§ Work required
Copy out every line holding the string "impl" from the records below.

§ Available data
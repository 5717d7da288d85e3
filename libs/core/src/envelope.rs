use serde::{Deserialize, Serialize};
use thiserror::Error;

/// Source name carried by system-authored messages (error reports, markers).
pub const SYSTEM: &str = "system";

/// One endpoint of a sync edge: a named channel/category/inbox within a service.
///
/// ```
/// use tsync_core::Flow;
///
/// let f = Flow::new("discourse", "support");
/// assert_eq!(f.service, "discourse");
/// ```
#[derive(Debug, Clone, PartialEq, Eq, Hash, Serialize, Deserialize)]
pub struct Flow {
    pub service: String,
    pub flow: String,
}

impl Flow {
    pub fn new(service: impl Into<String>, flow: impl Into<String>) -> Self {
        Self {
            service: service.into(),
            flow: flow.into(),
        }
    }
}

/// The only message action the mesh relays today.
#[derive(Debug, Clone, Copy, Default, PartialEq, Eq, Serialize, Deserialize)]
#[serde(rename_all = "lowercase")]
pub enum Action {
    #[default]
    Create,
}

/// Identifiers describing where an inbound message came from.
///
/// Immutable once a receipt exists; the router only ever writes the
/// destination side.
#[derive(Debug, Clone, Default, PartialEq, Eq, Serialize, Deserialize)]
pub struct SourceIds {
    pub flow: String,
    pub message: String,
    pub thread: String,
    pub user: String,
    #[serde(default, skip_serializing_if = "Option::is_none")]
    pub url: Option<String>,
}

/// Destination identifiers, filled in field by field as the pipeline
/// resolves them.
#[derive(Debug, Clone, Default, PartialEq, Eq, Serialize, Deserialize)]
pub struct TargetIds {
    pub flow: String,
    #[serde(default, skip_serializing_if = "Option::is_none")]
    pub user: Option<String>,
    #[serde(default, skip_serializing_if = "Option::is_none")]
    pub token: Option<String>,
    #[serde(default, skip_serializing_if = "Option::is_none")]
    pub thread: Option<String>,
    #[serde(default, skip_serializing_if = "Option::is_none")]
    pub message: Option<String>,
    #[serde(default, skip_serializing_if = "Option::is_none")]
    pub url: Option<String>,
}

/// Normalized inbound event as produced by a listener adapter.
///
/// `genesis` names the service that last introduced the message into the
/// sync mesh (`None` when the message originated where it was observed);
/// `first` flags the thread-opening message.
#[derive(Debug, Clone, PartialEq, Serialize, Deserialize)]
pub struct ReceiptContext {
    #[serde(default)]
    pub action: Action,
    #[serde(default)]
    pub first: bool,
    #[serde(default)]
    pub genesis: Option<String>,
    #[serde(default)]
    pub hidden: bool,
    pub source: String,
    pub source_ids: SourceIds,
    pub text: String,
    #[serde(default)]
    pub title: Option<String>,
}

/// A receipt plus its mutable destination half: the router's working object.
///
/// The receipt side is only reachable through [`HandleContext::receipt`], so
/// pipeline stages can resolve `to_ids` one field at a time without ever
/// touching the source identifiers.
#[derive(Debug, Clone, PartialEq, Serialize, Deserialize)]
pub struct HandleContext {
    receipt: ReceiptContext,
    pub to: String,
    pub to_ids: TargetIds,
}

impl HandleContext {
    /// Seeds a handle context for routing towards `to_service`/`to_flow`.
    pub fn new(receipt: ReceiptContext, to_service: impl Into<String>, to_flow: impl Into<String>) -> Self {
        Self {
            receipt,
            to: to_service.into(),
            to_ids: TargetIds {
                flow: to_flow.into(),
                ..TargetIds::default()
            },
        }
    }

    /// Builds a hidden, system-authored message (error reports, connection
    /// markers) aimed at an already-known destination.
    pub fn system_message(to: impl Into<String>, to_ids: TargetIds, text: impl Into<String>) -> Self {
        Self {
            receipt: ReceiptContext {
                action: Action::Create,
                first: false,
                genesis: Some(SYSTEM.to_string()),
                hidden: true,
                source: SYSTEM.to_string(),
                source_ids: SourceIds::default(),
                text: text.into(),
                title: None,
            },
            to: to.into(),
            to_ids,
        }
    }

    pub fn receipt(&self) -> &ReceiptContext {
        &self.receipt
    }

    pub fn source(&self) -> &str {
        &self.receipt.source
    }

    pub fn source_ids(&self) -> &SourceIds {
        &self.receipt.source_ids
    }

    /// Snapshots this context for transmission.
    ///
    /// Fails unless `to_ids.user` and `to_ids.token` are populated: a
    /// transmit context without credentials must never reach an emitter.
    pub fn to_transmit(&self) -> Result<TransmitContext, EnvelopeError> {
        let user = self
            .to_ids
            .user
            .clone()
            .ok_or_else(|| EnvelopeError::MissingCredential {
                field: "user",
                service: self.to.clone(),
            })?;
        let token = self
            .to_ids
            .token
            .clone()
            .ok_or_else(|| EnvelopeError::MissingCredential {
                field: "token",
                service: self.to.clone(),
            })?;
        Ok(TransmitContext {
            action: self.receipt.action,
            first: self.receipt.first,
            genesis: self.receipt.genesis.clone(),
            hidden: self.receipt.hidden,
            source: self.receipt.source.clone(),
            source_ids: self.receipt.source_ids.clone(),
            text: self.receipt.text.clone(),
            title: self.receipt.title.clone(),
            to: self.to.clone(),
            to_ids: TransmitIds {
                flow: self.to_ids.flow.clone(),
                user,
                token,
                thread: self.to_ids.thread.clone(),
                url: self.to_ids.url.clone(),
            },
        })
    }
}

/// Fully resolved destination identifiers. `thread: None` signals that the
/// emitter must create a new thread.
#[derive(Debug, Clone, PartialEq, Serialize, Deserialize)]
pub struct TransmitIds {
    pub flow: String,
    pub user: String,
    pub token: String,
    #[serde(default, skip_serializing_if = "Option::is_none")]
    pub thread: Option<String>,
    #[serde(default, skip_serializing_if = "Option::is_none")]
    pub url: Option<String>,
}

/// A handle context whose destination side is fully populated, ready for an
/// emitter to denormalize and send.
#[derive(Debug, Clone, PartialEq, Serialize, Deserialize)]
pub struct TransmitContext {
    pub action: Action,
    pub first: bool,
    pub genesis: Option<String>,
    pub hidden: bool,
    pub source: String,
    pub source_ids: SourceIds,
    pub text: String,
    pub title: Option<String>,
    pub to: String,
    pub to_ids: TransmitIds,
}

/// Identifiers reported by an emitter after a successful send.
#[derive(Debug, Clone, PartialEq, Eq, Serialize, Deserialize)]
pub struct EmitResponse {
    pub message: String,
    pub thread: String,
    #[serde(default, skip_serializing_if = "Option::is_none")]
    pub url: Option<String>,
}

#[derive(Debug, Error)]
pub enum EnvelopeError {
    #[error("missing {field} for transmission to {service}")]
    MissingCredential {
        field: &'static str,
        service: String,
    },
}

§ Solution to the exercise
impl Flow {
    pub fn new(service: impl Into<String>, flow: impl Into<String>) -> Self {
impl HandleContext {
    pub fn new(receipt: ReceiptContext, to_service: impl Into<String>, to_flow: impl Into<String>) -> Self {
    pub fn system_message(to: impl Into<String>, to_ids: TargetIds, text: impl Into<String>) -> Self {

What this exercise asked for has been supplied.